Un approfondito viaggio sui temi a mio avviso più scottanti ed importanti della nostra generazione. Un libro ricco di informazioni e dettagli sul problema dei problemi, il cambiamento climatico. Mi ha aperto gli occhi su vari fronti, una ricerca a 360 gradi di ciò che è stato fatto, di ciò che non è stato mai fatto e di tutto ciò che dovremmo fare per fermare questa sempre più veloce implosione climatica.
Naomi Klein è da sempre impegnata in prima linea in queste battaglie. Il volume in questione, con le sue innumerevoli pagine, non delude le aspettative. Consigliato.
Recensioni
Recensioni pubblicate senza verifica sull'acquisto del prodotto.
Siamo abituati a Naomi Klein. Siamo abituati agli shock che ci provocano i suoi libri: basta pensare a No Logo che, nel lontano 2001, ha dato il via a un agguerrito movimento d’opinione, che è stato in grado di incidere davvero nella realtà.
Basta pensare a Shock Economy, in cui la giornalista canadese ha preconizzato con agghiacciante esattezza il fallimento delle teorie liberiste su cui si basa l’Occidente, il nostro Occidente.

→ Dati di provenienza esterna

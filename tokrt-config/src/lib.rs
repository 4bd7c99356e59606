//! Tokrt Config - Pure configuration data structures
//!
//! This crate contains only data structures, no logic or global state.
//! It serves as the shared configuration vocabulary across all Tokrt crates.

use serde::Deserialize;

/// Top-level configuration, as read from a `tokrt.json` file
#[derive(Debug, Clone, Default, Deserialize)]
#[serde(default)]
pub struct Config {
    /// Token construction
    pub token: TokenConfig,
    /// Reference lexer behavior
    pub lexer: LexerConfig,
}

/// Configuration for token construction
#[derive(Debug, Clone, Default, Deserialize)]
#[serde(default)]
pub struct TokenConfig {
    /// Copy the span text into each token at creation time instead of
    /// deriving it from the input stream on demand
    pub copy_text: bool,
}

/// Configuration for the reference lexer
#[derive(Debug, Clone, Default, Deserialize)]
#[serde(default)]
pub struct LexerConfig {
    /// Drop whitespace, newlines and comments instead of emitting them on
    /// the hidden channel
    pub skip_trivia: bool,
}

/// Processing phase enum for phase-specific log configuration
#[derive(Clone, Copy, Debug, PartialEq, Eq, Deserialize)]
#[serde(rename_all = "lowercase")]
pub enum Phase {
    Stream,
    Lexer,
    Token,
}

impl Phase {
    /// All phases, in pipeline order
    pub const ALL: [Phase; 3] = [Phase::Stream, Phase::Lexer, Phase::Token];

    /// Get the string name of the phase
    pub fn as_str(&self) -> &'static str {
        match self {
            Phase::Stream => "stream",
            Phase::Lexer => "lexer",
            Phase::Token => "token",
        }
    }

    /// Get the log target name for this phase
    pub fn target(&self) -> String {
        format!("tokrt::{}", self.as_str())
    }
}
//! 内存字符流
//!
//! 以码点为单位寻址：`size()` 是码点数量，`get_text` 的下标也是码点下标，
//! 与 token 的 `start`/`stop` 使用同一坐标系。

use std::fmt;
use std::path::{Path, PathBuf};

use tracing::debug;

/// 字符流错误
#[derive(Debug, thiserror::Error)]
pub enum StreamError {
    #[error("cannot read '{}': {source}", path.display())]
    Io {
        path: PathBuf,
        #[source]
        source: std::io::Error,
    },
}

/// Token 所需的输入流接口
///
/// 实现必须在创建后保持内容不变：token 的文本是按需从流中切出的，
/// 同一 span 的多次读取必须得到相同结果。
pub trait CharStream: fmt::Debug + Send + Sync {
    /// 可寻址的码点总数
    fn size(&self) -> usize;

    /// 提取闭区间 `[start, stop]` 的文本
    ///
    /// 对任意 `start <= stop < size` 必须有定义。
    fn get_text(&self, start: usize, stop: usize) -> String;

    /// 输入源名称（文件名等），用于诊断
    fn source_name(&self) -> &str {
        "<unknown>"
    }
}

/// 内存中的输入流
#[derive(Clone, PartialEq, Eq)]
pub struct InputStream {
    name: String,
    data: Vec<char>,
}

impl InputStream {
    /// 从字符串创建
    pub fn new(text: &str) -> Self {
        Self::with_name(text, "<string>")
    }

    /// 从字符串创建，并指定源名称
    pub fn with_name(text: &str, name: impl Into<String>) -> Self {
        let name = name.into();
        let data: Vec<char> = text.chars().collect();
        debug!(target: "tokrt::stream", name = %name, size = data.len(), "Created input stream");
        Self { name, data }
    }

    /// 读取 UTF-8 文件
    pub fn from_path(path: impl AsRef<Path>) -> Result<Self, StreamError> {
        let path = path.as_ref();
        let text = std::fs::read_to_string(path).map_err(|source| StreamError::Io {
            path: path.to_path_buf(),
            source,
        })?;
        Ok(Self::with_name(&text, path.display().to_string()))
    }

    /// 获取第 `index` 个码点
    pub fn char_at(&self, index: usize) -> Option<char> {
        self.data.get(index).copied()
    }
}

impl CharStream for InputStream {
    fn size(&self) -> usize {
        self.data.len()
    }

    fn get_text(&self, start: usize, stop: usize) -> String {
        let size = self.data.len();
        if start >= size || start > stop {
            return String::new();
        }
        let stop = stop.min(size - 1);
        self.data[start..=stop].iter().collect()
    }

    fn source_name(&self) -> &str {
        &self.name
    }
}

// 内容可能很大，Debug 只显示名称和长度
impl fmt::Debug for InputStream {
    fn fmt(&self, f: &mut fmt::Formatter<'_>) -> fmt::Result {
        f.debug_struct("InputStream")
            .field("name", &self.name)
            .field("size", &self.data.len())
            .finish()
    }
}
//! SimpleLexer：按字符类别切分输入
//!
//! 不是语法驱动的 lexer，只识别几类固定的词素：
//! 标识符、整数、标点，以及放在 hidden channel 上的空白、换行和 `//` 行注释。
//! 输入结束时产生一个 EOF token，之后迭代结束。
//!
//! # 示例
//!
//! ```rust,ignore
//! use std::sync::Arc;
//! use tokrt_core::{InputStream, SimpleLexer};
//!
//! let lexer = SimpleLexer::new(Arc::new(InputStream::new("var x = 1;")));
//! for token in lexer {
//!     println!("{token}");
//! }
//! ```

use std::sync::Arc;

use tracing::{debug, trace};

use super::cursor::LexerCursor;
use crate::stream::{CharStream, InputStream, SourcePosition};
use crate::token::{
    CommonToken, CommonTokenFactory, SourcePair, TokenFactory, TokenSource,
    TOKEN_DEFAULT_CHANNEL, TOKEN_EOF, TOKEN_HIDDEN_CHANNEL,
};
use tokrt_config::{Config, LexerConfig};

/// SimpleLexer 产生的 token 类型
pub mod token_types {
    pub const IDENTIFIER: i32 = 1;
    pub const NUMBER: i32 = 2;
    pub const PUNCTUATION: i32 = 3;
    pub const WHITESPACE: i32 = 4;
    pub const NEWLINE: i32 = 5;
    pub const COMMENT: i32 = 6;

    /// 是否属于 hidden channel 上的琐碎 token
    pub fn is_trivia(token_type: i32) -> bool {
        matches!(token_type, WHITESPACE | NEWLINE | COMMENT)
    }
}

use token_types::*;

/// 参考 lexer
pub struct SimpleLexer {
    input: Arc<InputStream>,
    cursor: Arc<LexerCursor>,
    source: Arc<SourcePair>,
    factory: CommonTokenFactory,
    config: LexerConfig,
    position: SourcePosition,
    eof_emitted: bool,
}

impl SimpleLexer {
    /// 使用默认配置创建
    pub fn new(input: Arc<InputStream>) -> Self {
        Self::with_config(input, &Config::default())
    }

    /// 使用显式配置创建
    pub fn with_config(input: Arc<InputStream>, config: &Config) -> Self {
        let cursor = Arc::new(LexerCursor::new(input.source_name()));
        let token_source: Arc<dyn TokenSource> = cursor.clone();
        let char_stream: Arc<dyn CharStream> = input.clone();
        trace!(
            target: "tokrt::lexer",
            name = input.source_name(),
            size = input.size(),
            copy_text = config.token.copy_text,
            skip_trivia = config.lexer.skip_trivia,
            "Creating new SimpleLexer"
        );
        Self {
            input,
            cursor,
            source: SourcePair::new(Some(token_source), Some(char_stream)),
            factory: CommonTokenFactory::from_config(&config.token),
            config: config.lexer.clone(),
            position: SourcePosition::start(),
            eof_emitted: false,
        }
    }

    /// 本次运行所有 token 共享的来源二元组
    pub fn source(&self) -> &Arc<SourcePair> {
        &self.source
    }

    /// 当前位置
    pub fn position(&self) -> SourcePosition {
        self.position
    }

    /// 获取下一个 token，EOF token 之后返回 `None`
    pub fn next_token(&mut self) -> Option<CommonToken> {
        loop {
            let Some(c) = self.input.char_at(self.position.offset) else {
                return self.emit_eof();
            };

            let (token_type, len) = self.scan_lexeme(c);
            if is_trivia(token_type) && self.config.skip_trivia {
                trace!(target: "tokrt::lexer", token_type, len, "Skipping trivia");
                self.advance(len);
                continue;
            }

            let channel = if is_trivia(token_type) {
                TOKEN_HIDDEN_CHANNEL
            } else {
                TOKEN_DEFAULT_CHANNEL
            };
            let start = self.position.offset;
            let stop = start + len - 1;

            // 游标仍停在词素首字符上，token 记录的就是首字符的行列号
            self.cursor.sync(self.position);
            let token =
                self.factory
                    .create(&self.source, token_type, None, channel, Some(start), Some(stop));
            debug!(
                target: "tokrt::lexer",
                token_type,
                channel,
                start,
                stop,
                line = self.position.line,
                column = self.position.column,
                "Produced token"
            );

            self.advance(len);
            return Some(token);
        }
    }

    /// 识别从当前位置开始的词素，返回 (类型, 码点长度)
    fn scan_lexeme(&self, c: char) -> (i32, usize) {
        let next = self.input.char_at(self.position.offset + 1);
        match c {
            '\n' => (NEWLINE, 1),
            '\r' if next == Some('\n') => (NEWLINE, 2),
            '\r' => (NEWLINE, 1),
            c if c.is_whitespace() => (
                WHITESPACE,
                self.run_length(|c| c.is_whitespace() && c != '\n' && c != '\r'),
            ),
            '/' if next == Some('/') => (COMMENT, self.run_length(|c| c != '\n' && c != '\r')),
            c if c.is_alphabetic() || c == '_' => (
                IDENTIFIER,
                self.run_length(|c| c.is_alphanumeric() || c == '_'),
            ),
            c if c.is_ascii_digit() => (NUMBER, self.run_length(|c| c.is_ascii_digit())),
            _ => (PUNCTUATION, 1),
        }
    }

    fn run_length(&self, accept: impl Fn(char) -> bool) -> usize {
        let mut len = 0;
        while let Some(c) = self.input.char_at(self.position.offset + len) {
            if !accept(c) {
                break;
            }
            len += 1;
        }
        len
    }

    fn advance(&mut self, len: usize) {
        for _ in 0..len {
            match self.input.char_at(self.position.offset) {
                Some(c) => self.position.advance(c),
                None => break,
            }
        }
    }

    fn emit_eof(&mut self) -> Option<CommonToken> {
        if self.eof_emitted {
            return None;
        }
        self.eof_emitted = true;

        let size = self.input.size();
        self.cursor.sync(self.position);
        trace!(target: "tokrt::lexer", size, "Reached EOF");
        Some(self.factory.create(
            &self.source,
            TOKEN_EOF,
            None,
            TOKEN_DEFAULT_CHANNEL,
            Some(size),
            size.checked_sub(1),
        ))
    }
}

impl Iterator for SimpleLexer {
    type Item = CommonToken;

    fn next(&mut self) -> Option<Self::Item> {
        self.next_token()
    }
}
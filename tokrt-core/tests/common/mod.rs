//! 测试辅助工具
//!
//! 提供固定位置的 token source 和快速构造来源二元组的函数

#![allow(dead_code)]

use std::sync::Arc;

use tokrt_core::{CharStream, CommonToken, InputStream, SimpleLexer, SourcePair, TokenSource};

/// 始终报告同一位置的 token source
#[derive(Debug)]
pub struct FixedSource {
    pub line: usize,
    pub column: usize,
}

impl TokenSource for FixedSource {
    fn line(&self) -> usize {
        self.line
    }

    fn column(&self) -> usize {
        self.column
    }

    fn source_name(&self) -> &str {
        "fixed"
    }
}

/// 在 `text` 上构造来源二元组，lexer 位置固定为 `line:column`
pub fn source_at(text: &str, line: usize, column: usize) -> Arc<SourcePair> {
    let lexer: Arc<dyn TokenSource> = Arc::new(FixedSource { line, column });
    let input: Arc<dyn CharStream> = Arc::new(InputStream::new(text));
    SourcePair::new(Some(lexer), Some(input))
}

/// 词法分析整段输入，并像缓冲流一样按顺序赋值 token index
pub fn lex_indexed(text: &str) -> Vec<CommonToken> {
    SimpleLexer::new(Arc::new(InputStream::new(text)))
        .enumerate()
        .map(|(index, mut token)| {
            token.set_token_index(index).unwrap();
            token
        })
        .collect()
}
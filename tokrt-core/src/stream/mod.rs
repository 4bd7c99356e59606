//! 字符流抽象
//!
//! Token 只通过 [`CharStream`] 的两个操作读取输入：`size` 与
//! `get_text(start, stop)`。[`InputStream`] 是内存中的参考实现。

pub mod input;
pub mod position;

pub use input::{CharStream, InputStream, StreamError};
pub use position::SourcePosition;
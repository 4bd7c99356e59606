//! CLI 配置
//!
//! 包含 CLI 特有的配置：日志配置，以及从 JSON 文件加载的 [`Config`]

use std::path::{Path, PathBuf};

use tokrt_config::{Config, Phase};
use tracing::Level;

/// 配置文件错误
#[derive(Debug, thiserror::Error)]
pub enum ConfigError {
    #[error("无法读取 '{}': {source}", path.display())]
    Read {
        path: PathBuf,
        #[source]
        source: std::io::Error,
    },

    #[error("解析 '{}' 失败: {source}", path.display())]
    Parse {
        path: PathBuf,
        #[source]
        source: serde_json::Error,
    },

    #[error("无效的日志级别 '{0}'")]
    InvalidLevel(String),

    #[error("无效的阶段 '{0}'（可选: stream, lexer, token）")]
    InvalidPhase(String),
}

/// 读取并解析 JSON 配置文件，缺失的字段取默认值
pub fn load(path: &Path) -> Result<Config, ConfigError> {
    let content = std::fs::read_to_string(path).map_err(|source| ConfigError::Read {
        path: path.to_path_buf(),
        source,
    })?;
    serde_json::from_str(&content).map_err(|source| ConfigError::Parse {
        path: path.to_path_buf(),
        source,
    })
}

/// CLI 日志配置
#[derive(Debug, Clone)]
pub struct LogConfig {
    pub global: Level,
    pub stream: Option<Level>,
    pub lexer: Option<Level>,
    pub token: Option<Level>,
}

impl Default for LogConfig {
    fn default() -> Self {
        Self {
            global: Level::WARN,
            stream: None,
            lexer: None,
            token: None,
        }
    }
}

impl LogConfig {
    /// Get log level for a specific phase
    pub fn level_for(&self, phase: Phase) -> Level {
        let specific = match phase {
            Phase::Stream => self.stream,
            Phase::Lexer => self.lexer,
            Phase::Token => self.token,
        };
        specific.unwrap_or(self.global)
    }

    /// Apply a `phase=level` override
    pub fn apply_override(&mut self, spec: &str) -> Result<(), ConfigError> {
        let (phase, level) = spec
            .split_once('=')
            .ok_or_else(|| ConfigError::InvalidPhase(spec.to_string()))?;
        let level =
            parse_log_level(level).ok_or_else(|| ConfigError::InvalidLevel(level.to_string()))?;
        let slot = match phase.trim().to_lowercase().as_str() {
            "stream" => &mut self.stream,
            "lexer" => &mut self.lexer,
            "token" => &mut self.token,
            other => return Err(ConfigError::InvalidPhase(other.to_string())),
        };
        *slot = Some(level);
        Ok(())
    }
}

/// Parse log level string
pub fn parse_log_level(s: &str) -> Option<Level> {
    match s.trim().to_lowercase().as_str() {
        "silent" => Some(Level::ERROR), // silent = only errors
        "error" => Some(Level::ERROR),
        "warn" => Some(Level::WARN),
        "info" => Some(Level::INFO),
        "debug" => Some(Level::DEBUG),
        "trace" => Some(Level::TRACE),
        _ => None,
    }
}
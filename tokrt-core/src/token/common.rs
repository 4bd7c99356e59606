//! CommonToken：标准 token 实现
//!
//! 只保存 span 和来源流的共享引用，文本在读取时才从流中切出。

use std::borrow::Cow;
use std::fmt;
use std::sync::Arc;

use tracing::{trace, warn};

use super::source::{SourcePair, TokenSource};
use super::{write_token, Token, TOKEN_DEFAULT_CHANNEL, TOKEN_INVALID_TYPE};
use crate::error::TokenError;
use crate::stream::CharStream;

/// 标准 token
///
/// `Clone` 共享来源二元组和显式文本（两者都不可变）；
/// 在任一副本上调用 [`Token::set_text`] 只会替换该副本的文本。
#[derive(Debug, Clone)]
pub struct CommonToken {
    source: Arc<SourcePair>,
    token_type: i32,
    channel: i32,
    start: Option<usize>,
    stop: Option<usize>,
    token_index: Option<usize>,
    line: usize,
    column: Option<usize>,
    text: Option<Arc<str>>,
}

impl CommonToken {
    /// 创建新 token
    ///
    /// 如果来源中有 token source，读取它*当前*的行列号；
    /// 否则列号为 `None`，行号保持 0。不会访问输入流。
    pub fn new(
        source: Arc<SourcePair>,
        token_type: i32,
        channel: i32,
        start: Option<usize>,
        stop: Option<usize>,
    ) -> Self {
        let (line, column) = match source.token_source() {
            Some(lexer) => (lexer.line(), Some(lexer.column())),
            None => (0, None),
        };
        trace!(
            target: "tokrt::token",
            token_type,
            channel,
            ?start,
            ?stop,
            line,
            ?column,
            "Created token"
        );
        Self {
            source,
            token_type,
            channel,
            start,
            stop,
            token_index: None,
            line,
            column,
            text: None,
        }
    }

    /// 创建没有来源的合成 token
    pub fn with_text(token_type: i32, text: impl Into<Arc<str>>) -> Self {
        let mut token = Self::new(
            SourcePair::empty(),
            token_type,
            TOKEN_DEFAULT_CHANNEL,
            None,
            None,
        );
        token.text = Some(text.into());
        token
    }

    /// 从任意 [`Token`] 实现复制
    ///
    /// 来源二元组按访问器重建，文本通过 [`Token::text`] 物化。
    /// 复制 `CommonToken` 时请直接使用 `clone()`，它会共享原来的二元组。
    pub fn from_token(other: &dyn Token) -> Self {
        let source = SourcePair::new(other.token_source().cloned(), other.input_stream().cloned());
        Self {
            source,
            token_type: other.token_type(),
            channel: other.channel(),
            start: other.start(),
            stop: other.stop(),
            token_index: other.token_index(),
            line: other.line(),
            column: other.column(),
            text: other.text().map(|text| Arc::from(&*text)),
        }
    }

    /// 由缓冲流赋值 token index，只能赋值一次
    pub fn set_token_index(&mut self, index: usize) -> Result<(), TokenError> {
        if let Some(current) = self.token_index {
            warn!(
                target: "tokrt::token",
                current,
                requested = index,
                "Rejected token index reassignment"
            );
            return Err(TokenError::IndexAlreadyAssigned {
                current,
                requested: index,
            });
        }
        self.token_index = Some(index);
        Ok(())
    }

    /// 来源二元组
    pub fn source(&self) -> &Arc<SourcePair> {
        &self.source
    }

    /// 两个 token 是否共享同一个来源二元组（身份而非值比较）
    pub fn shares_source(&self, other: &CommonToken) -> bool {
        Arc::ptr_eq(&self.source, &other.source)
    }

    /// 是否设置了显式文本
    pub fn has_explicit_text(&self) -> bool {
        self.text.is_some()
    }
}

impl Default for CommonToken {
    fn default() -> Self {
        Self::new(
            SourcePair::empty(),
            TOKEN_INVALID_TYPE,
            TOKEN_DEFAULT_CHANNEL,
            None,
            None,
        )
    }
}

impl Token for CommonToken {
    fn text(&self) -> Option<Cow<'_, str>> {
        if let Some(text) = &self.text {
            return Some(Cow::Borrowed(&**text));
        }
        let input = self.source.input_stream()?;
        let n = input.size();
        match (self.start, self.stop) {
            (Some(start), Some(stop)) if start < n && stop < n => {
                Some(Cow::Owned(input.get_text(start, stop)))
            }
            _ => Some(Cow::Borrowed("<EOF>")),
        }
    }

    fn set_text(&mut self, text: String) {
        self.text = Some(Arc::from(text));
    }

    fn token_type(&self) -> i32 {
        self.token_type
    }

    fn channel(&self) -> i32 {
        self.channel
    }

    fn start(&self) -> Option<usize> {
        self.start
    }

    fn stop(&self) -> Option<usize> {
        self.stop
    }

    fn token_index(&self) -> Option<usize> {
        self.token_index
    }

    fn line(&self) -> usize {
        self.line
    }

    fn column(&self) -> Option<usize> {
        self.column
    }

    fn token_source(&self) -> Option<&Arc<dyn TokenSource>> {
        self.source.token_source()
    }

    fn input_stream(&self) -> Option<&Arc<dyn CharStream>> {
        self.source.input_stream()
    }
}

impl fmt::Display for CommonToken {
    fn fmt(&self, f: &mut fmt::Formatter<'_>) -> fmt::Result {
        write_token(f, self)
    }
}
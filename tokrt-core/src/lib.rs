//! Tokrt Core - token value type for a parsing runtime (file loading limited to `InputStream::from_path`)
//!
//! A token is the unit of lexical output a lexer hands to a parser. It
//! carries its provenance (the shared source pair of lexer and input
//! stream), its classification (type, channel), its position (line,
//! column, stream index) and its text, which is derived from the input
//! stream only when asked for.
//!
//! ```text
//! src/
//! ├── stream/  - CharStream contract, in-memory InputStream, positions
//! ├── token/   - Token contract, CommonToken, factory, serde record
//! └── lexer/   - shareable position cursor and a small reference lexer
//! ```
//!
//! Configuration is passed explicitly via parameters, not via global state.

pub mod error;
pub mod lexer;
pub mod stream;
pub mod token;

// Re-export common types
pub use error::TokenError;
pub use lexer::{LexerCursor, SimpleLexer};
pub use stream::{CharStream, InputStream, SourcePosition, StreamError};
pub use token::{
    CommonToken, CommonTokenFactory, SourcePair, Token, TokenFactory, TokenRecord, TokenSource,
};
pub use token::{
    TOKEN_DEFAULT_CHANNEL, TOKEN_EOF, TOKEN_EPSILON, TOKEN_HIDDEN_CHANNEL, TOKEN_INVALID_TYPE,
    TOKEN_MIN_USER_TOKEN_TYPE,
};

// Re-export config types from tokrt-config
pub use tokrt_config::{Config, LexerConfig, Phase, TokenConfig};
//! CLI 日志系统初始化
//!
//! 基于 `tracing-subscriber` 实现分阶段日志控制。
//! 日志写到 stderr，stdout 只输出 token。

use std::fs::OpenOptions;
use std::io;
use std::path::Path;
use std::sync::Mutex;

use tokrt_config::Phase;
use tracing_subscriber::{
    filter::Targets, fmt, layer::SubscriberExt, util::SubscriberInitExt, Layer,
};

use crate::config::LogConfig;

/// 日志初始化错误
#[derive(Debug, thiserror::Error)]
pub enum LoggingError {
    #[error("无法打开日志文件 '{path}': {source}")]
    File {
        path: String,
        #[source]
        source: io::Error,
    },

    #[error("日志系统初始化失败: {0}")]
    Init(#[from] tracing_subscriber::util::TryInitError),
}

/// 日志输出格式
#[derive(Clone, Copy, Debug, PartialEq, Eq, clap::ValueEnum)]
pub enum LogFormat {
    /// 彩色格式化（开发使用）
    Pretty,
    /// 紧凑格式
    Compact,
    /// JSON 格式（工具集成）
    Json,
}

/// Build per-phase filter targets
pub fn targets(log_config: &LogConfig) -> Targets {
    Phase::ALL
        .iter()
        .fold(Targets::new().with_default(log_config.global), |targets, phase| {
            targets.with_target(phase.target(), log_config.level_for(*phase))
        })
        .with_target("tokrt::cli", log_config.global)
}

/// 使用指定格式和日志配置初始化日志系统
pub fn init_with_file(
    log_config: &LogConfig,
    format: LogFormat,
    file: Option<&Path>,
) -> Result<(), LoggingError> {
    let targets = targets(log_config);
    let console_layer = create_format_layer(format, io::stderr).with_filter(targets.clone());

    // If file specified, output to both console and file
    if let Some(path) = file {
        let file_handle = OpenOptions::new()
            .create(true)
            .append(true)
            .open(path)
            .map_err(|source| LoggingError::File {
                path: path.display().to_string(),
                source,
            })?;

        let file_layer = fmt::layer()
            .with_ansi(false)
            .with_writer(Mutex::new(file_handle))
            .with_filter(targets);

        tracing_subscriber::registry()
            .with(console_layer)
            .with(file_layer)
            .try_init()?;
    } else {
        tracing_subscriber::registry().with(console_layer).try_init()?;
    }
    Ok(())
}

/// Create formatter layer based on format
fn create_format_layer<W, F>(
    format: LogFormat,
    make_writer: F,
) -> Box<dyn Layer<tracing_subscriber::Registry> + Send + Sync>
where
    W: io::Write + Send + Sync + 'static,
    F: Fn() -> W + Send + Sync + 'static,
{
    match format {
        LogFormat::Pretty => fmt::layer()
            .pretty()
            .with_target(true)
            .with_writer(make_writer)
            .boxed(),
        LogFormat::Compact => fmt::layer()
            .compact()
            .with_target(false)
            .without_time()
            .with_writer(make_writer)
            .boxed(),
        LogFormat::Json => fmt::layer()
            .json()
            .with_target(true)
            .with_writer(make_writer)
            .boxed(),
    }
}
//! 源代码位置追踪
//!
//! 与 token 约定保持一致：
//! - line: 1-based，用于错误显示
//! - column: 0-based，行内码点计数
//! - offset: 0-based，输入流中的码点下标（即 token 的 start/stop 所在坐标系）

/// 源代码位置
#[derive(Debug, Clone, Copy, PartialEq, Eq)]
pub struct SourcePosition {
    /// 行号，1-based
    pub line: usize,
    /// 列号，0-based，Unicode码点计数
    pub column: usize,
    /// 码点偏移，0-based
    pub offset: usize,
}

impl SourcePosition {
    /// 创建新位置
    pub fn new(line: usize, column: usize, offset: usize) -> Self {
        Self {
            line,
            column,
            offset,
        }
    }

    /// 输入起始位置
    pub fn start() -> Self {
        Self {
            line: 1,
            column: 0,
            offset: 0,
        }
    }

    /// 前进一个字符
    pub fn advance(&mut self, c: char) {
        if c == '\n' {
            self.line += 1;
            self.column = 0;
        } else {
            self.column += 1;
        }
        self.offset += 1;
    }
}

impl Default for SourcePosition {
    fn default() -> Self {
        Self::start()
    }
}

Quello a cui invece non siamo abituati – soprattutto di questi tempi – è leggere un libro di portata storica enorme come Una rivoluzione ci salverà. Perché il capitalismo non è sostenibile. Prima di farsi trarre in inganno dal titolo, bisogna dire che la Klein non è affatto marxista: il suo è un libro globale, planetario, di afflato rivoluzionario, urgente e – paradossalmente – umanista. Diciamocelo: nessuno, a parte sparuti gruppi di esaltati attivisti, ha mai preso veramente sul serio il “cambiamento climatico”.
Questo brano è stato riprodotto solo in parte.